Generally speaking, Government projects that go this wrong are very poorly specified or very poorly managed, sometimes both.

Add in the possibility that EDS hasn't put the right resources in at the right time - a frequent problem when I was there was that you'd end up with people working in completely unsuitable positions just so that they were 'chargeable' - with no training or intent of training by the company.

And don't forget that EDS would have won the business with a rock-bottom price and a contract that penalised change with lots of extra charges. Standard practice for consultancies bidding for government projects these days.

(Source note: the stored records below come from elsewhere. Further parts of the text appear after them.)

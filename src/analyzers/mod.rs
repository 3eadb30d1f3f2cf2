//! Grading and descriptive statistics.
//!
//! This module classifies totals into letter grades and summarizes a view
//! set: overall spread, grade distribution, per-class averages and score
//! bands.

pub mod aggregate;
pub mod grade;
pub mod types;
pub mod utility;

I've worked with others (Capita, CapGemini to name but two) and they are all cut from the same cloth.

Things will not improve unless and until the government changes they way they specify their requirements (involve the end users from the beginning) and manage change. Then you'll be able to see when the problem is down to supplier incompetence (that is, PM incompetence).

And to all those people who say 'I could do that for 100k' - you couldn't. Even when the software is relatively simple, the infrastructure, support, disaster recovery and security requirements are never simple for a government contract, and everything has to be documented in detail and reviewed and approved by other consultancies retained by the government for this purpose. Of course, they have to prove their worth by finding issues even when there may be none (you know who you are).

Don't get me wrong, I'm not defending crap management or flawed technical implementation but I've seen enough government projects to know that most of the time it is down to bad management and/or customer interference.